I sat with Peter again in mid-June and within seconds of shaking his hand, he recalled virtually all of our conversation two months before, though he made the regrettable faux pas of suggesting I lived in Havelock, the next town east of mine where the rivalries of my youth still linger.
We spoke frankly about the recent transitions he’s faced, going from an independent lifestyle two years ago when he was still on the supply-teaching list to life in Emma’s neighbourhood, which supports people who live with the varying degrees of complexity dementia can present.
It wasn’t easy, at first, Peter admits, but he’s persevered and is thankful that Doug and the team recognize his strengths and use them to enhance village life. He works alongside the team in the servery, for example, helping others at mealtimes – he’s often one of the people who helps train new team members in hospitality. Recently, he ventured into a neighbouring public school, teaching once again in a gymnasium where young pupils chased an indoor soccer ball around.
“I really wish I would’ve kept teaching full time,” Peter admits, reflecting on that recent visit to Paisley Road Public School, “but you know, things happened. It’s been a little strange, this adjustment to being retired,” but it hasn’t slowed him. He’s taken the changes in stride and is now one of the key peer supporters many of his fellow neighbourhood residents look to.

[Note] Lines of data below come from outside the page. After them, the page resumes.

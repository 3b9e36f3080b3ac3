//! Error taxonomy and AWS error classification
//!
//! [`ResourceError`] is what every resource operation returns. Provider
//! failures arrive as `anyhow::Error` from [`crate::ec2::Ec2Client`]. A
//! failed single-object describe always becomes
//! [`ResourceError::DoesNotExist`]; the `.code()` carried by the SDK error
//! (see [`classify_anyhow_error`]) only decides how loudly that is logged.

use thiserror::Error;
use tracing::{debug, warn};

/// Result alias used throughout the crate
pub type Result<T> = std::result::Result<T, ResourceError>;

/// Errors raised by resource operations
#[derive(Debug, Error)]
pub enum ResourceError {
    /// The provider has no object with this id (recoverable)
    #[error("Resource doesn't exist on EC2 [{id}]")]
    DoesNotExist { id: String },

    /// The operation needs a bound id
    #[error("{kind} has no id; set one before issuing EC2 requests")]
    Unbound { kind: &'static str },

    /// The cached provider snapshot was read before any describe
    #[error("{kind} {id} has no snapshot; call refresh() first")]
    MissingSnapshot { kind: &'static str, id: String },

    /// The resource is in a state that forbids the operation
    #[error("{kind} {id}: {reason}")]
    IllegalState {
        kind: &'static str,
        id: String,
        reason: String,
    },

    /// A bounded wait ran out of attempts
    #[error("Timeout waiting for {what} after {attempts} attempts")]
    Timeout { what: String, attempts: u32 },

    /// An `after_create` / `after_delete` hook failed
    #[error("Lifecycle handler failed: {0}")]
    Handler(#[source] anyhow::Error),

    /// Any other provider failure
    #[error(transparent)]
    Provider(#[from] anyhow::Error),
}

impl ResourceError {
    /// Check if this is the "does not exist" condition
    pub fn is_not_found(&self) -> bool {
        matches!(self, ResourceError::DoesNotExist { .. })
    }

    /// Map a failed single-object describe to `DoesNotExist`.
    ///
    /// Any describe failure counts as "no such object". Missing or malformed
    /// ids are logged at debug, every other provider error at warn.
    pub fn from_lookup(id: &str, error: anyhow::Error) -> Self {
        match classify_anyhow_error(&error) {
            AwsError::NotFound { .. } => {
                debug!(resource_id = %id, error = %error, "Provider reports resource missing");
            }
            AwsError::Sdk { code, .. } => {
                warn!(
                    resource_id = %id,
                    code = ?code,
                    error = %error,
                    "Describe failed, treating resource as missing"
                );
            }
        }
        ResourceError::DoesNotExist { id: id.to_string() }
    }

    pub(crate) fn illegal_state(
        kind: &'static str,
        id: Option<&str>,
        reason: impl Into<String>,
    ) -> Self {
        ResourceError::IllegalState {
            kind,
            id: id.unwrap_or("<unbound>").to_string(),
            reason: reason.into(),
        }
    }
}

/// AWS error categories
#[derive(Debug, Error)]
pub enum AwsError {
    /// Resource was not found (or its id is malformed)
    #[error("Resource not found: {resource_id}")]
    NotFound { resource_id: String },

    /// Generic AWS SDK error with code and message
    #[error("AWS error: {message}")]
    Sdk {
        code: Option<String>,
        message: String,
    },
}

impl AwsError {
    /// Check if this is a "not found" error
    pub fn is_not_found(&self) -> bool {
        matches!(self, AwsError::NotFound { .. })
    }
}

/// Known EC2 error codes meaning "no such object"
const NOT_FOUND_CODES: &[&str] = &[
    "InvalidInstanceID.NotFound",
    "InvalidInstanceID.Malformed",
    "InvalidVolume.NotFound",
    "InvalidVolumeID.Malformed",
    "InvalidSnapshot.NotFound",
    "InvalidSnapshotID.Malformed",
    "InvalidAllocationID.NotFound",
    "InvalidAssociationID.NotFound",
    "InvalidAddress.NotFound",
    "InvalidGroup.NotFound",
    "InvalidGroupId.Malformed",
    "InvalidPermission.NotFound",
    "InvalidSubnetID.NotFound",
    "InvalidVpcID.NotFound",
    "InvalidAMIID.NotFound",
    "InvalidAMIID.Malformed",
    "InvalidAMIID.Unavailable",
];

/// Classify an AWS SDK error using the error code.
pub fn classify_aws_error(code: Option<&str>, message: Option<&str>) -> AwsError {
    let message = message.unwrap_or("Unknown error").to_string();

    match code {
        Some(c) if NOT_FOUND_CODES.contains(&c) => AwsError::NotFound {
            resource_id: message,
        },
        _ => AwsError::Sdk {
            code: code.map(|s| s.to_string()),
            message,
        },
    }
}

/// Downcast `$cause` to each listed EC2 operation error and classify the
/// first match by its metadata code.
macro_rules! classify_ec2_operations {
    ($cause:expr, $($module:ident :: $error:ident),+ $(,)?) => {
        $(
            if let Some(e) = $cause.downcast_ref::<aws_sdk_ec2::error::SdkError<
                aws_sdk_ec2::operation::$module::$error,
            >>() {
                let meta = ProvideErrorMetadata::meta(e);
                return classify_aws_error(meta.code(), meta.message());
            }
        )+
    };
}

/// Classify an `anyhow::Error` by extracting the AWS error code.
///
/// Walks the error chain looking for the EC2 describe operation errors
/// this crate issues. Falls back to matching known codes in the
/// Debug representation when no typed error is found.
pub fn classify_anyhow_error(error: &anyhow::Error) -> AwsError {
    use aws_sdk_ec2::error::ProvideErrorMetadata;

    for cause in error.chain() {
        classify_ec2_operations!(
            cause,
            describe_instances::DescribeInstancesError,
            describe_volumes::DescribeVolumesError,
            describe_snapshots::DescribeSnapshotsError,
            describe_addresses::DescribeAddressesError,
            describe_security_groups::DescribeSecurityGroupsError,
            describe_subnets::DescribeSubnetsError,
            describe_vpcs::DescribeVpcsError,
            describe_images::DescribeImagesError,
        );
    }

    let debug_str = format!("{:?}", error);
    if let Some(code) = extract_error_code(&debug_str) {
        return classify_aws_error(Some(&code), Some(&error.to_string()));
    }

    AwsError::Sdk {
        code: None,
        message: error.to_string(),
    }
}

/// Extract an AWS error code from a debug string representation
fn extract_error_code(debug_str: &str) -> Option<String> {
    for code in NOT_FOUND_CODES {
        if debug_str.contains(code) {
            return Some((*code).to_string());
        }
    }

    if let Some(start) = debug_str.find("code: Some(\"") {
        let rest = &debug_str[start + 12..];
        if let Some(end) = rest.find('"') {
            return Some(rest[..end].to_string());
        }
    }

    None
}

#[cfg(test)]
mod tests {
    use super::*;

    #[test]
    fn not_found_codes() {
        for code in NOT_FOUND_CODES {
            let err = classify_aws_error(Some(code), Some("some message"));
            assert!(err.is_not_found(), "Expected NotFound for code: {code}");
        }
    }

    #[test]
    fn unknown_and_missing_codes() {
        let err = classify_aws_error(Some("SomeNewError"), Some("details"));
        assert!(matches!(err, AwsError::Sdk { code: Some(_), .. }));

        let err = classify_aws_error(None, Some("something failed"));
        assert!(matches!(err, AwsError::Sdk { code: None, .. }));
    }

    #[test]
    fn anyhow_fallback_reads_code_from_message() {
        let err = anyhow::anyhow!("InvalidVolume.NotFound: The volume 'vol-1' does not exist");
        assert!(classify_anyhow_error(&err).is_not_found());

        let err = anyhow::anyhow!("connection refused");
        assert!(!classify_anyhow_error(&err).is_not_found());
    }

    #[test]
    fn extract_code_from_code_field() {
        let debug_str = r#"SdkError { code: Some("SomeRandomCode"), message: "fail" }"#;
        assert_eq!(
            extract_error_code(debug_str).as_deref(),
            Some("SomeRandomCode")
        );
    }

    #[test]
    fn every_lookup_failure_means_missing() {
        let missing = ResourceError::from_lookup(
            "i-123",
            anyhow::anyhow!("InvalidInstanceID.NotFound: i-123"),
        );
        assert!(matches!(missing, ResourceError::DoesNotExist { ref id } if id == "i-123"));

        let throttled = ResourceError::from_lookup(
            "i-123",
            anyhow::anyhow!("RequestLimitExceeded: slow down"),
        );
        assert!(matches!(throttled, ResourceError::DoesNotExist { ref id } if id == "i-123"));
    }
}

As we close our conversation, which has floated from daily village life to skiing at Mt. Tremblant to how many beers are necessary to pack when planning a weekend at the cottage, I ask if Peter has any advice for others facing the prospect of a move into retirement or long-term care living.
Remember your strengths, he says, “and don’t be afraid to volunteer to do this or volunteer to do that – it’s all good news.”
“It humbles you,” he says of making the move and living with the prospect of changing cognition, “and teaches humility. You just have to try to think positive.”